Basierend auf den vorliegenden Ergebnissen kann ein hypothetisches Szenario vorgeschlagen werden, bei dem ein Ribozym mit Polymeraseaktivität seine Aktivität durch die Bindung eines einfachen Cofaktors wie Magnesium (Shechner et al., 2009; Horning & Joyce, 2017) erhöht haben könnte und so die Funktionen der Replikation einiger auf RNA-Molekülen gespeicherter Informationen ausübt (Kim & Higgs, 2016; Tagami et al., 2017). Mit der Entstehung der ursprünglichen Transkription wurden die ersten Proteine durch Übersetzung der Verbindung von proto-tRNAs gebildet, und die RNa-abhängige RNA-Polymerase war eines der ersten Enzyme, die gebildet wurden (Farias et al., 2016). Begleitet vom Prozess der Kompartimentierung konnte die Kontrolle der gelösten Stoffe in der internen Umgebung und die Polymerisationsfunktion durch Proteine effizienter erfolgen als bei Ribozymen. Ursprünglich bestand das Enzym nur aus der katalytischen Schleife mit der Fähigkeit zur Bindung an den Cofaktor und einfache Moleküle wie Ribonukleotide. Durch Duplikationen und Diversifikationen der ursprünglichen katalytischen Domäne konnten die anderen Teile des Proteins hervorgehen. Mit der Etablierung der ersten Domäne konnten Varianten erzeugt werden und Mutationen auftreten, so dass es möglich war, neue Proteine zu erzeugen, wobei die katalytische Stelle erhalten blieb (Zong et al., 2009). Mit der Entstehung einer Variante mit den Eigenschaften einer reversen Transkriptase und später einer DNA-Polymerase erfolgte ein grundlegender Schritt zur Entstehung der ersten Genome auf DNA-Basis, der die Brücke von einer RNA/Protein-Welt zu einer DNA/RNA/Protein-Welt schlug (Gilbert, 1986; Müller, 2006). Als die DNA-Moleküle auftauchten, traten durch Variation andere Klassen von Polymerasen auf. So haben wir in der letzten Episode kennengelernt, dass die DNS-Polymerase D, die in einigen Archaeen vorkommt, selbst aus einer RNA-Polymerase hervorgegangen ist.

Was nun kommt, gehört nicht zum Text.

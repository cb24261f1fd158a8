//! # HTTP Surface
//!
//! The axum [`Router`] exposing the product collection under `/api/products`.
//!
//! Request flow: CORS and tracing layers → [`NormalizedJson`] extractor (lowercasing) →
//! handler (validation) → [`ProductClient`] → product actor → store. Successful bodies leave
//! through [`Timestamped`]; failures through [`ApiError`].

pub mod error;
pub mod handlers;
pub mod normalize;
pub mod response;

pub use error::{ApiError, ApiResult, ErrorResponse};
pub use normalize::{NormalizationPolicy, NormalizedJson, ALL_FIELDS};
pub use response::Timestamped;

use crate::clients::ProductClient;
use crate::validation::ValidationMode;
use axum::http::header::{ACCEPT, AUTHORIZATION, CONTENT_TYPE};
use axum::http::{HeaderValue, Method};
use axum::routing::get;
use axum::Router;
use std::sync::Arc;
use tower_http::cors::CorsLayer;
use tower_http::trace::TraceLayer;

/// Shared state handed to every handler.
#[derive(Clone)]
pub struct AppState {
    pub products: ProductClient,
    pub normalization: Arc<NormalizationPolicy>,
    pub patch_validation: ValidationMode,
}

impl AppState {
    pub fn new(
        products: ProductClient,
        normalization: NormalizationPolicy,
        patch_validation: ValidationMode,
    ) -> Self {
        Self {
            products,
            normalization: Arc::new(normalization),
            patch_validation,
        }
    }
}

/// Builds the service router.
///
/// Unsupported methods on a known path answer the same 404 as unknown paths.
pub fn router(state: AppState, cors_origin: HeaderValue) -> Router {
    Router::new()
        .route(
            "/api/products",
            get(handlers::list_products)
                .post(handlers::create_product)
                .fallback(handlers::route_not_found),
        )
        .route(
            "/api/products/{id}",
            get(handlers::get_product)
                .put(handlers::replace_product)
                .patch(handlers::patch_product)
                .fallback(handlers::route_not_found),
        )
        .fallback(handlers::route_not_found)
        .layer(cors_layer(cors_origin))
        .layer(TraceLayer::new_for_http())
        .with_state(state)
}

/// CORS for the single allowed browser origin.
pub fn cors_layer(origin: HeaderValue) -> CorsLayer {
    CorsLayer::new()
        .allow_origin(origin)
        .allow_methods([
            Method::GET,
            Method::POST,
            Method::PUT,
            Method::DELETE,
            Method::OPTIONS,
        ])
        .allow_headers([CONTENT_TYPE, ACCEPT, AUTHORIZATION])
        .allow_credentials(true)
}

#[cfg(test)]
mod tests {
    use super::*;
    use crate::model::Product;
    use actor_framework::{MemoryStore, RecordStore};
    use axum::body::{to_bytes, Body};
    use axum::http::{Request, StatusCode};
    use axum::response::Response;
    use serde_json::{json, Value};
    use tower::ServiceExt;

    const ORIGIN: &str = "http://localhost:8080";

    fn app_with(store: Arc<MemoryStore<Product>>, patch_validation: ValidationMode) -> Router {
        let (actor, client) = crate::product_actor::new(store, 8);
        tokio::spawn(actor.run());
        let state = AppState::new(
            client,
            NormalizationPolicy::lowercase(["name", "category", "dateAdded", "supplier"]),
            patch_validation,
        );
        router(state, HeaderValue::from_static(ORIGIN))
    }

    fn app() -> (Router, Arc<MemoryStore<Product>>) {
        let store = Arc::new(MemoryStore::new());
        (app_with(store.clone(), ValidationMode::Full), store)
    }

    fn widget() -> Value {
        json!({
            "name": "Widget",
            "category": "Tools",
            "quantity": 5,
            "unitPrice": 9.99,
            "dateAdded": "2024-01-15",
            "supplier": "ACME"
        })
    }

    fn json_request(method: &str, uri: &str, body: &Value) -> Request<Body> {
        Request::builder()
            .method(method)
            .uri(uri)
            .header("content-type", "application/json")
            .body(Body::from(body.to_string()))
            .unwrap()
    }

    fn empty_request(method: &str, uri: &str) -> Request<Body> {
        Request::builder()
            .method(method)
            .uri(uri)
            .body(Body::empty())
            .unwrap()
    }

    async fn body_json(response: Response) -> Value {
        let bytes = to_bytes(response.into_body(), usize::MAX).await.unwrap();
        serde_json::from_slice(&bytes).unwrap()
    }

    #[tokio::test]
    async fn test_list_empty_collection() {
        let (app, _) = app();

        let response = app.oneshot(empty_request("GET", "/api/products")).await.unwrap();

        assert_eq!(response.status(), StatusCode::OK);
        assert_eq!(body_json(response).await, json!([]));
    }

    #[tokio::test]
    async fn test_create_normalizes_and_stamps() {
        let (app, store) = app();

        let response = app
            .oneshot(json_request("POST", "/api/products", &widget()))
            .await
            .unwrap();

        assert_eq!(response.status(), StatusCode::CREATED);
        let body = body_json(response).await;
        assert_eq!(body["id"], 1);
        assert_eq!(body["name"], "widget");
        assert_eq!(body["category"], "tools");
        assert_eq!(body["supplier"], "acme");
        assert_eq!(body["unitPrice"], 9.99);
        assert!(body["timestamp"].is_string());

        let stored = store.load().await.unwrap();
        assert_eq!(stored.len(), 1);
        assert!(!stored[0].extra.contains_key("timestamp"));
    }

    #[tokio::test]
    async fn test_create_rejects_invalid_body_without_writing() {
        let (app, store) = app();
        let mut body = widget();
        body["quantity"] = json!(0);

        let response = app
            .oneshot(json_request("POST", "/api/products", &body))
            .await
            .unwrap();

        assert_eq!(response.status(), StatusCode::BAD_REQUEST);
        let body = body_json(response).await;
        assert_eq!(body["errors"][0]["path"], "quantity");
        assert_eq!(body["errors"][0]["msg"], "Liczba całkowita wymagana");
        assert!(body.get("timestamp").is_none());
        assert!(store.load().await.unwrap().is_empty());
    }

    #[tokio::test]
    async fn test_get_missing_product() {
        let (app, _) = app();

        let response = app
            .oneshot(empty_request("GET", "/api/products/42"))
            .await
            .unwrap();

        assert_eq!(response.status(), StatusCode::NOT_FOUND);
        assert_eq!(
            body_json(response).await,
            json!({"message": "Product Not Found", "statusCode": 404})
        );
    }

    #[tokio::test]
    async fn test_get_non_numeric_id_is_not_found() {
        let (app, _) = app();

        let response = app
            .oneshot(empty_request("GET", "/api/products/abc"))
            .await
            .unwrap();

        assert_eq!(response.status(), StatusCode::NOT_FOUND);
    }

    #[tokio::test]
    async fn test_replace_missing_product() {
        let (app, store) = app();

        let response = app
            .oneshot(json_request("PUT", "/api/products/3", &widget()))
            .await
            .unwrap();

        assert_eq!(response.status(), StatusCode::NOT_FOUND);
        assert_eq!(
            body_json(response).await,
            json!({"error": "Product Not Found"})
        );
        assert!(store.load().await.unwrap().is_empty());
    }

    #[tokio::test]
    async fn test_replace_validates_before_lookup() {
        let (app, _) = app();

        let response = app
            .oneshot(json_request("PUT", "/api/products/3", &json!({})))
            .await
            .unwrap();

        assert_eq!(response.status(), StatusCode::BAD_REQUEST);
        assert_eq!(body_json(response).await["errors"].as_array().unwrap().len(), 6);
    }

    #[tokio::test]
    async fn test_patch_present_mode_accepts_partial_body() {
        let store = Arc::new(MemoryStore::new());
        let app = app_with(store.clone(), ValidationMode::Present);

        let created = app
            .clone()
            .oneshot(json_request("POST", "/api/products", &widget()))
            .await
            .unwrap();
        assert_eq!(created.status(), StatusCode::CREATED);

        let response = app
            .oneshot(json_request("PATCH", "/api/products/1", &json!({"quantity": 10})))
            .await
            .unwrap();

        assert_eq!(response.status(), StatusCode::CREATED);
        let body = body_json(response).await;
        assert_eq!(body["quantity"], 10);
        assert_eq!(body["name"], "widget");
    }

    #[tokio::test]
    async fn test_patch_full_mode_rejects_partial_body() {
        let (app, _) = app();

        let response = app
            .oneshot(json_request("PATCH", "/api/products/1", &json!({"quantity": 10})))
            .await
            .unwrap();

        assert_eq!(response.status(), StatusCode::BAD_REQUEST);
    }

    #[tokio::test]
    async fn test_unknown_route_and_method() {
        let (app, _) = app();
        let expected = json!({"message": "Route not found", "statusCode": 404});

        let unknown = app
            .clone()
            .oneshot(empty_request("GET", "/api/orders"))
            .await
            .unwrap();
        assert_eq!(unknown.status(), StatusCode::NOT_FOUND);
        assert_eq!(body_json(unknown).await, expected);

        let delete = app
            .oneshot(empty_request("DELETE", "/api/products/1"))
            .await
            .unwrap();
        assert_eq!(delete.status(), StatusCode::NOT_FOUND);
        assert_eq!(body_json(delete).await, expected);
    }

    #[tokio::test]
    async fn test_malformed_json_is_bad_request() {
        let (app, _) = app();
        let request = Request::builder()
            .method("POST")
            .uri("/api/products")
            .header("content-type", "application/json")
            .body(Body::from("{\"name\": "))
            .unwrap();

        let response = app.oneshot(request).await.unwrap();

        assert_eq!(response.status(), StatusCode::BAD_REQUEST);
        let body = body_json(response).await;
        assert_eq!(body["statusCode"], 400);
        assert!(body["message"].is_string());
    }

    #[tokio::test]
    async fn test_non_json_body_is_treated_as_empty() {
        let (app, _) = app();
        let request = Request::builder()
            .method("POST")
            .uri("/api/products")
            .header("content-type", "text/plain")
            .body(Body::from(widget().to_string()))
            .unwrap();

        let response = app.oneshot(request).await.unwrap();

        assert_eq!(response.status(), StatusCode::BAD_REQUEST);
        assert_eq!(body_json(response).await["errors"].as_array().unwrap().len(), 6);
    }

    #[tokio::test]
    async fn test_store_failure_is_internal_error() {
        let store = Arc::new(MemoryStore::new());
        store.fail_writes(true);
        let app = app_with(store, ValidationMode::Full);

        let response = app
            .oneshot(json_request("POST", "/api/products", &widget()))
            .await
            .unwrap();

        assert_eq!(response.status(), StatusCode::INTERNAL_SERVER_ERROR);
        let body = body_json(response).await;
        assert_eq!(body["statusCode"], 500);
        assert!(body.get("timestamp").is_none());
    }

    #[tokio::test]
    async fn test_exhausted_ids_are_internal_error_and_actor_survives() {
        let mut draft = crate::validation::parse_draft(&widget()).unwrap();
        draft.name = "last".to_string();
        let last = Product::new(crate::model::ProductId(u64::MAX), draft);
        let store = Arc::new(MemoryStore::with_records(vec![last]));
        let app = app_with(store.clone(), ValidationMode::Full);

        let response = app
            .clone()
            .oneshot(json_request("POST", "/api/products", &widget()))
            .await
            .unwrap();

        assert_eq!(response.status(), StatusCode::INTERNAL_SERVER_ERROR);
        assert_eq!(body_json(response).await["statusCode"], 500);

        let listed = app.oneshot(empty_request("GET", "/api/products")).await.unwrap();
        assert_eq!(listed.status(), StatusCode::OK);
        let body = body_json(listed).await;
        assert_eq!(body.as_array().unwrap().len(), 1);
        assert_eq!(body[0]["id"], json!(u64::MAX));
        assert_eq!(store.load().await.unwrap().len(), 1);
    }

    #[tokio::test]
    async fn test_update_with_trailing_garbage_in_id_is_not_found() {
        let store = Arc::new(MemoryStore::new());
        let app = app_with(store.clone(), ValidationMode::Present);

        let created = app
            .clone()
            .oneshot(json_request("POST", "/api/products", &widget()))
            .await
            .unwrap();
        assert_eq!(created.status(), StatusCode::CREATED);

        for method in ["PUT", "PATCH"] {
            let response = app
                .clone()
                .oneshot(json_request(method, "/api/products/1abc", &widget()))
                .await
                .unwrap();

            assert_eq!(response.status(), StatusCode::NOT_FOUND, "{method}");
            assert_eq!(
                body_json(response).await,
                json!({"error": "Product Not Found"}),
                "{method}"
            );
        }

        let stored = store.load().await.unwrap();
        assert_eq!(stored.len(), 1);
        assert_eq!(stored[0].name, "widget");
    }

    #[tokio::test]
    async fn test_cors_preflight() {
        let (app, _) = app();
        let request = Request::builder()
            .method("OPTIONS")
            .uri("/api/products")
            .header("origin", ORIGIN)
            .header("access-control-request-method", "POST")
            .body(Body::empty())
            .unwrap();

        let response = app.oneshot(request).await.unwrap();

        assert!(response.status().is_success());
        let headers = response.headers();
        assert_eq!(headers["access-control-allow-origin"], ORIGIN);
        assert_eq!(headers["access-control-allow-credentials"], "true");
    }
}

Eukaryotische DNA-abhängige RNA-Polymerasen (Pol I-III) haben einen konservierten Kern aus 12 Untereinheiten, der eng mit archaeischen RNA-Polymerasen verwandt ist (Kwapisz et al. 2008, Abb. 16). Früher wurde angenommen, dass Rpb8, eine Untereinheit der RNA-Polymerasen I, II und III, auf Eukaryoten beschränkt ist. Diese Untereinheit hat jedoch hohe Sequenzähnlichkeiten mit einer Untereinheit der RNA-Polymerasen der Gruppe der Crenarchaea, einem Protein namens G, wodurch ein letztes fehlendes Bindeglied zwischen der Kernstruktur archaeischer und eukaryotischer RNA-Polymerasen identifiziert wird.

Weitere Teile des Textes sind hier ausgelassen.